Activity —
Work out how many lines in the entries contain the string "Deserialize", and give nothing but that number.

Top of Supplied records

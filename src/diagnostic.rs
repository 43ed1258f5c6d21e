use serde::{Deserialize, Serialize};
use std::fmt;

pub const DEFAULT_ATTENTION_THRESHOLD: f64 = 0.60;

#[derive(Debug, Clone, Copy, PartialEq, Eq, Hash, Serialize, Deserialize)]
pub enum Diagnostic {
    #[serde(rename = "Weak regime", alias = "WeakRegime")]
    WeakRegime,
    Attention,
    Normal,
}

impl Diagnostic {
    /// Fuses the persistence label with the model score.
    ///
    /// A positive label always wins; the score only separates `Attention`
    /// from `Normal`, with the threshold itself counting as `Attention`.
    pub fn classify(label: u8, score: f64, attention_threshold: f64) -> Self {
        if label == 1 {
            Diagnostic::WeakRegime
        } else if score >= attention_threshold {
            Diagnostic::Attention
        } else {
            Diagnostic::Normal
        }
    }

    /// Sort rank, most severe first.
    pub fn severity_rank(self) -> u8 {
        match self {
            Diagnostic::WeakRegime => 0,
            Diagnostic::Attention => 1,
            Diagnostic::Normal => 2,
        }
    }

    pub fn as_str(self) -> &'static str {
        match self {
            Diagnostic::WeakRegime => "Weak regime",
            Diagnostic::Attention => "Attention",
            Diagnostic::Normal => "Normal",
        }
    }

    pub fn parse(raw: &str) -> Option<Self> {
        let normalized = raw
            .trim()
            .to_ascii_lowercase()
            .replace(|c: char| c == '_' || c == '-' || c == ' ', "");
        match normalized.as_str() {
            "weakregime" => Some(Diagnostic::WeakRegime),
            "attention" => Some(Diagnostic::Attention),
            "normal" => Some(Diagnostic::Normal),
            _ => None,
        }
    }
}

impl fmt::Display for Diagnostic {
    fn fmt(&self, f: &mut fmt::Formatter<'_>) -> fmt::Result {
        f.write_str(self.as_str())
    }
}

Bottom of Supplied records

Output of the exercise —
2